» TASK GOAL
Please tally the lines below that contain the word "MissingToken" and reply with the total alone.

□ □ □ □ □ □ □

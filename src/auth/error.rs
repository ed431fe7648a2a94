// Authentication and authorization error types

use axum::{
    http::StatusCode,
    response::{IntoResponse, Response},
    Json,
};
use serde_json::json;
use tracing::{error, warn};

/// Error type for every authentication-service operation
///
/// All failures collapse to a uniform `{success: false, message}` envelope;
/// validation failures additionally carry field-level detail.
#[derive(Debug, thiserror::Error)]
pub enum AuthError {
    #[error("Request validation failed")]
    Validation(#[from] validator::ValidationErrors),

    #[error("User details already exists")]
    DuplicateUser,

    #[error("Invalid Credentials")]
    InvalidCredentials,

    /// Correct credentials but the account is not an admin
    #[error("Unauthorized")]
    AdminOnly,

    #[error("No Refresh token in Cookie")]
    MissingRefreshCookie,

    #[error("No user id for this refresh token")]
    UnknownRefreshUser,

    #[error("Your current password is incorrect")]
    IncorrectCurrentPassword,

    #[error("Invalid token or email provided, please try again")]
    InvalidResetToken,

    #[error("Missing authentication token")]
    MissingToken,

    #[error("Invalid token")]
    InvalidToken,

    #[error("User with id {0} not found")]
    UserNotFound(i32),

    #[error("Password hashing error")]
    PasswordHashError,

    #[error("Database error: {0}")]
    DatabaseError(String),

    /// Unexpected failure on the reset-password path; the underlying
    /// message is echoed to the client as a 500
    #[error("{0}")]
    Internal(String),
}

impl From<sqlx::Error> for AuthError {
    fn from(err: sqlx::Error) -> Self {
        AuthError::DatabaseError(err.to_string())
    }
}

impl AuthError {
    /// HTTP status code for this error
    pub fn status_code(&self) -> StatusCode {
        match self {
            AuthError::Validation(_) => StatusCode::BAD_REQUEST,
            // The observed wire behavior for duplicate registrations is 403
            AuthError::DuplicateUser => StatusCode::FORBIDDEN,
            AuthError::InvalidCredentials => StatusCode::UNAUTHORIZED,
            AuthError::AdminOnly => StatusCode::FORBIDDEN,
            AuthError::MissingRefreshCookie => StatusCode::UNAUTHORIZED,
            AuthError::UnknownRefreshUser => StatusCode::UNAUTHORIZED,
            AuthError::IncorrectCurrentPassword => StatusCode::UNAUTHORIZED,
            AuthError::InvalidResetToken => StatusCode::BAD_REQUEST,
            AuthError::MissingToken => StatusCode::UNAUTHORIZED,
            AuthError::InvalidToken => StatusCode::UNAUTHORIZED,
            AuthError::UserNotFound(_) => StatusCode::NOT_FOUND,
            AuthError::PasswordHashError => StatusCode::INTERNAL_SERVER_ERROR,
            AuthError::DatabaseError(_) => StatusCode::INTERNAL_SERVER_ERROR,
            AuthError::Internal(_) => StatusCode::INTERNAL_SERVER_ERROR,
        }
    }

    /// Client-facing message (sensitive detail filtered for 500s outside
    /// the reset-password catch-all)
    pub fn client_message(&self) -> String {
        match self {
            AuthError::PasswordHashError | AuthError::DatabaseError(_) => {
                "Internal server error".to_string()
            }
            other => other.to_string(),
        }
    }
}

impl IntoResponse for AuthError {
    fn into_response(self) -> Response {
        match &self {
            AuthError::Validation(errors) => {
                warn!("Auth request validation failed: {}", errors);
            }
            AuthError::DatabaseError(msg) => {
                error!("Database error in auth: {}", msg);
            }
            AuthError::PasswordHashError => {
                error!("Password hashing error");
            }
            AuthError::Internal(msg) => {
                error!("Unexpected error in reset-password: {}", msg);
            }
            other => {
                warn!("Auth failure: {}", other);
            }
        }

        let status = self.status_code();
        let body = match &self {
            AuthError::Validation(errors) => Json(json!({
                "success": false,
                "message": self.client_message(),
                "errors": errors,
            })),
            _ => Json(json!({
                "success": false,
                "message": self.client_message(),
            })),
        };

        (status, body).into_response()
    }
}

#[cfg(test)]
mod tests {
    use super::*;

    #[test]
    fn test_status_codes_match_error_taxonomy() {
        assert_eq!(AuthError::DuplicateUser.status_code(), StatusCode::FORBIDDEN);
        assert_eq!(
            AuthError::InvalidCredentials.status_code(),
            StatusCode::UNAUTHORIZED
        );
        assert_eq!(AuthError::AdminOnly.status_code(), StatusCode::FORBIDDEN);
        assert_eq!(
            AuthError::MissingRefreshCookie.status_code(),
            StatusCode::UNAUTHORIZED
        );
        assert_eq!(
            AuthError::InvalidResetToken.status_code(),
            StatusCode::BAD_REQUEST
        );
        assert_eq!(
            AuthError::Internal("boom".into()).status_code(),
            StatusCode::INTERNAL_SERVER_ERROR
        );
    }

    #[test]
    fn test_exact_wire_messages() {
        assert_eq!(
            AuthError::DuplicateUser.client_message(),
            "User details already exists"
        );
        assert_eq!(
            AuthError::InvalidCredentials.client_message(),
            "Invalid Credentials"
        );
        assert_eq!(AuthError::AdminOnly.client_message(), "Unauthorized");
        assert_eq!(
            AuthError::MissingRefreshCookie.client_message(),
            "No Refresh token in Cookie"
        );
        assert_eq!(
            AuthError::UnknownRefreshUser.client_message(),
            "No user id for this refresh token"
        );
        assert_eq!(
            AuthError::IncorrectCurrentPassword.client_message(),
            "Your current password is incorrect"
        );
        assert_eq!(
            AuthError::InvalidResetToken.client_message(),
            "Invalid token or email provided, please try again"
        );
    }

    #[test]
    fn test_internal_errors_hide_detail_except_reset_path() {
        assert_eq!(
            AuthError::DatabaseError("connection refused".into()).client_message(),
            "Internal server error"
        );
        // The reset-password catch-all deliberately echoes the cause
        assert_eq!(
            AuthError::Internal("row deserialization failed".into()).client_message(),
            "row deserialization failed"
        );
    }
}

□ □ □ □ □ □ □

» RESPONSE TO THE EXERCISE
2